• TASK OBJECTIVE: Using the records below, report how many lines hold "shown", with no extra text.

┌────────

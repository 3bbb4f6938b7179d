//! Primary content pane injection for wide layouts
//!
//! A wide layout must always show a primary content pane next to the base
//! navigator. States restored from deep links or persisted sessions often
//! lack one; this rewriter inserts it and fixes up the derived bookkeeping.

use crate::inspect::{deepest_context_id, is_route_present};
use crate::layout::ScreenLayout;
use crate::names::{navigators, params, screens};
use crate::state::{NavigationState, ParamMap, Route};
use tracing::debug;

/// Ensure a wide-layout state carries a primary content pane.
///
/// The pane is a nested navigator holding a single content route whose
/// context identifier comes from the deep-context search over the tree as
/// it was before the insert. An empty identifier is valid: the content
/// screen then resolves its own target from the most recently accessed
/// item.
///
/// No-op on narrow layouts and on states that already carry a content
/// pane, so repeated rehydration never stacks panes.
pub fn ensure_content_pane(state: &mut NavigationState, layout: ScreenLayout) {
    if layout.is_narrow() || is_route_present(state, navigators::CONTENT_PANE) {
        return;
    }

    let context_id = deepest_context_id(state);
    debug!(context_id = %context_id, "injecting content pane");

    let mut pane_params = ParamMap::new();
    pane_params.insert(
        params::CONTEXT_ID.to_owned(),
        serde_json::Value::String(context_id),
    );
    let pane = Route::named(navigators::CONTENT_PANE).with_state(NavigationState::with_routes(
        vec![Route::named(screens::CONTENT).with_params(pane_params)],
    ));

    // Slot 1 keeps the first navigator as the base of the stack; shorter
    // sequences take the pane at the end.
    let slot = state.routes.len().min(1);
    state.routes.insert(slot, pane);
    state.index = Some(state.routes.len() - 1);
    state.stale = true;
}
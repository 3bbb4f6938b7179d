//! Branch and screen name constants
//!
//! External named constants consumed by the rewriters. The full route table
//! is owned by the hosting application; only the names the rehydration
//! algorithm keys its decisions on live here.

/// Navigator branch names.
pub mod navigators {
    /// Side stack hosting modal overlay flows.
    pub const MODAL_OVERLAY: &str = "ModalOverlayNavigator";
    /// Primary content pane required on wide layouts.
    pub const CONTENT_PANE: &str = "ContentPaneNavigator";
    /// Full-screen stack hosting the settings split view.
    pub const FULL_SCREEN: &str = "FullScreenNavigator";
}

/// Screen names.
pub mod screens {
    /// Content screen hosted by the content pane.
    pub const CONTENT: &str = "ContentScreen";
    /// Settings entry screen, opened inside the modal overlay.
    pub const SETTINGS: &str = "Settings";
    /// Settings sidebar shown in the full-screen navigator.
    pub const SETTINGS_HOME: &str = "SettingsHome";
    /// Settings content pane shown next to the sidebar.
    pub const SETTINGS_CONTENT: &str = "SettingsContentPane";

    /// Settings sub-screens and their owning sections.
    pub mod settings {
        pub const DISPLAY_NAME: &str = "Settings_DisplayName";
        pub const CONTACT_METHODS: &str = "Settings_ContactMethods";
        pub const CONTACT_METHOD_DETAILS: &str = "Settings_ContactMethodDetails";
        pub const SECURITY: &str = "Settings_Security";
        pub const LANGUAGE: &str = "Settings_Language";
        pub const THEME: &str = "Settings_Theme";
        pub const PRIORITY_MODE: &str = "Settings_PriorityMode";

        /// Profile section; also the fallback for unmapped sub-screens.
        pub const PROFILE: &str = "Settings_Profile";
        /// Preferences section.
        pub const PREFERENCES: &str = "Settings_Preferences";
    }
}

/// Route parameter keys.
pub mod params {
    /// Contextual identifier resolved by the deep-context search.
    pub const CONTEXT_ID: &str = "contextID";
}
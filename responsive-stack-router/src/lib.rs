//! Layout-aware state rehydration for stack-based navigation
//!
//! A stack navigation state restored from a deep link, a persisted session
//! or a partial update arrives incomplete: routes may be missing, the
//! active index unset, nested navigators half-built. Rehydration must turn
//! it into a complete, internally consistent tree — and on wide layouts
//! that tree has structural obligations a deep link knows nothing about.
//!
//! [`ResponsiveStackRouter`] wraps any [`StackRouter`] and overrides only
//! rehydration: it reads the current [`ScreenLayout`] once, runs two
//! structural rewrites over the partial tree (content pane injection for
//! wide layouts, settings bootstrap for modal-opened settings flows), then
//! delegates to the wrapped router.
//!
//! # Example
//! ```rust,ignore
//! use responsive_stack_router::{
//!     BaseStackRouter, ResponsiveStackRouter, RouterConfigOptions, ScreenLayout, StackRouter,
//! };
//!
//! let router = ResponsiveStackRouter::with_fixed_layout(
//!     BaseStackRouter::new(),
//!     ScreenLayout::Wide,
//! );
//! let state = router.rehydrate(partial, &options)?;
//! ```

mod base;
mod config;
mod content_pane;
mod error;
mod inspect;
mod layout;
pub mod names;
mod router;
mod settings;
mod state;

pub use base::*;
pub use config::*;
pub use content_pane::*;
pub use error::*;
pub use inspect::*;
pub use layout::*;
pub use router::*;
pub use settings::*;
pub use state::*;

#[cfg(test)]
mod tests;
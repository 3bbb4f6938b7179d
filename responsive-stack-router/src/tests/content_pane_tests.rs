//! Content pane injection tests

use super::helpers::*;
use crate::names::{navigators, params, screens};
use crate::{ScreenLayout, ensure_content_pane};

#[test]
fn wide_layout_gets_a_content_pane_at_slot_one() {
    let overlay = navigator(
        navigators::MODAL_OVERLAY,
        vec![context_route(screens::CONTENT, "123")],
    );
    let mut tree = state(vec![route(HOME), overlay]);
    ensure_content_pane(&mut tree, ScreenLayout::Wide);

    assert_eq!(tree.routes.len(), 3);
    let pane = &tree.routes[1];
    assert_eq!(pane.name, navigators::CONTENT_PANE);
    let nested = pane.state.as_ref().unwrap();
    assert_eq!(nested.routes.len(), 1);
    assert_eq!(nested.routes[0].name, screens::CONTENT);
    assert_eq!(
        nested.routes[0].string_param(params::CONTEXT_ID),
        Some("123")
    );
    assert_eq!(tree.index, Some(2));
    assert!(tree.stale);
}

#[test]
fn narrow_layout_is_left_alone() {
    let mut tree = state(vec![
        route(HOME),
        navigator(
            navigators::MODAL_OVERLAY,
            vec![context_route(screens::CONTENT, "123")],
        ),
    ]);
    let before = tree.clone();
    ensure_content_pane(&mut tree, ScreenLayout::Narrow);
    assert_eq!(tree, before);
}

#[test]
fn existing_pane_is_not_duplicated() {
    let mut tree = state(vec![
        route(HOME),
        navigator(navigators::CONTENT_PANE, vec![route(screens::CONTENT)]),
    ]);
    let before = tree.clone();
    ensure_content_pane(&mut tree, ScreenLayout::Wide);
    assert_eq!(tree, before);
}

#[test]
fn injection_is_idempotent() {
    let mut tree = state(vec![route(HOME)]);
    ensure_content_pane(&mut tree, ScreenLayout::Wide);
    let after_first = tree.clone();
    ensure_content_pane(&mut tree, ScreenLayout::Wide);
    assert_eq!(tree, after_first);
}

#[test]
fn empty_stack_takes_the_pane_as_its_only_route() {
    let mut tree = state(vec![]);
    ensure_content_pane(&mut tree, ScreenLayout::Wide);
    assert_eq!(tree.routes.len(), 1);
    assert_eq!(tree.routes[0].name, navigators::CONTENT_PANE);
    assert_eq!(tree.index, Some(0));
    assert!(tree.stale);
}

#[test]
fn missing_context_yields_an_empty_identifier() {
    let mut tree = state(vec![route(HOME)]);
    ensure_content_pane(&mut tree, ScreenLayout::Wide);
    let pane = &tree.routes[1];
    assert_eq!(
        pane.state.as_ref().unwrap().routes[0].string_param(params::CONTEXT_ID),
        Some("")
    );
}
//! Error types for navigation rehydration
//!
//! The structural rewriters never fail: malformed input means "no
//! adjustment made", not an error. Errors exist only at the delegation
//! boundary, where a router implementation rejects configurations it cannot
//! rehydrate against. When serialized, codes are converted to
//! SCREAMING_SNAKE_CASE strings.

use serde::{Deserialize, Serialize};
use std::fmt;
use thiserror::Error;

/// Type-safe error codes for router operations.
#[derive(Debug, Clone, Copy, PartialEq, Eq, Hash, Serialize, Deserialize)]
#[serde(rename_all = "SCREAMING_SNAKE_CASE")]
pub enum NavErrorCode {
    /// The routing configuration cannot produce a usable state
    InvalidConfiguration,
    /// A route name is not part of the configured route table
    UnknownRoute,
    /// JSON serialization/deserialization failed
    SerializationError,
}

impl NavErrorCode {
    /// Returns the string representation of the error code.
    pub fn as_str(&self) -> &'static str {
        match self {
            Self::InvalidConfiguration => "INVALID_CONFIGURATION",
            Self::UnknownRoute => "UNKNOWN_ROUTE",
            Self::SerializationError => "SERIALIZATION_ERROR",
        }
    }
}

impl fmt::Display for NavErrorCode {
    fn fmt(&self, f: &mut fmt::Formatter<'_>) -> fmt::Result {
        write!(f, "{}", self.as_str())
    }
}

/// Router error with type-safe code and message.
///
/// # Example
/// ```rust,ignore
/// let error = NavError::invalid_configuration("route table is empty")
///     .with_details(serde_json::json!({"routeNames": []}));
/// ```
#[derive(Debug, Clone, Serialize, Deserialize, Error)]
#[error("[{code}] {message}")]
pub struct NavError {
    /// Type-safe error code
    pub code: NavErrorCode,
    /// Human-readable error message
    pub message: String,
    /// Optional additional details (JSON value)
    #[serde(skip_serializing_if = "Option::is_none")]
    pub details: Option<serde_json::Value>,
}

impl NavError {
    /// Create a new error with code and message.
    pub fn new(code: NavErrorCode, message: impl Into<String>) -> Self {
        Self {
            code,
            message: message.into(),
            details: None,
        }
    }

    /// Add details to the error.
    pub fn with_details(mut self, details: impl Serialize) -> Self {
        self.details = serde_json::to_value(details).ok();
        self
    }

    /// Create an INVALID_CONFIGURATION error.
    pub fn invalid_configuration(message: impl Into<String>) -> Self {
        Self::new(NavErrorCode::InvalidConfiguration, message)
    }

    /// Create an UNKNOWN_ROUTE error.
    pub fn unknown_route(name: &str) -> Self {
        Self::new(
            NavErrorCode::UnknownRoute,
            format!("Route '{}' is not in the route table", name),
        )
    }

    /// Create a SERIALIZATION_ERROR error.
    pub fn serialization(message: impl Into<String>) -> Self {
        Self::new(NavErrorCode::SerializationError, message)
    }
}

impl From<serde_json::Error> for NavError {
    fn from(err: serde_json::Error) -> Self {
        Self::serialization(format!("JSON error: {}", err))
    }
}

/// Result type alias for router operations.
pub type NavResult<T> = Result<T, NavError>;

└────────

• RESULT OF THE TASK: 2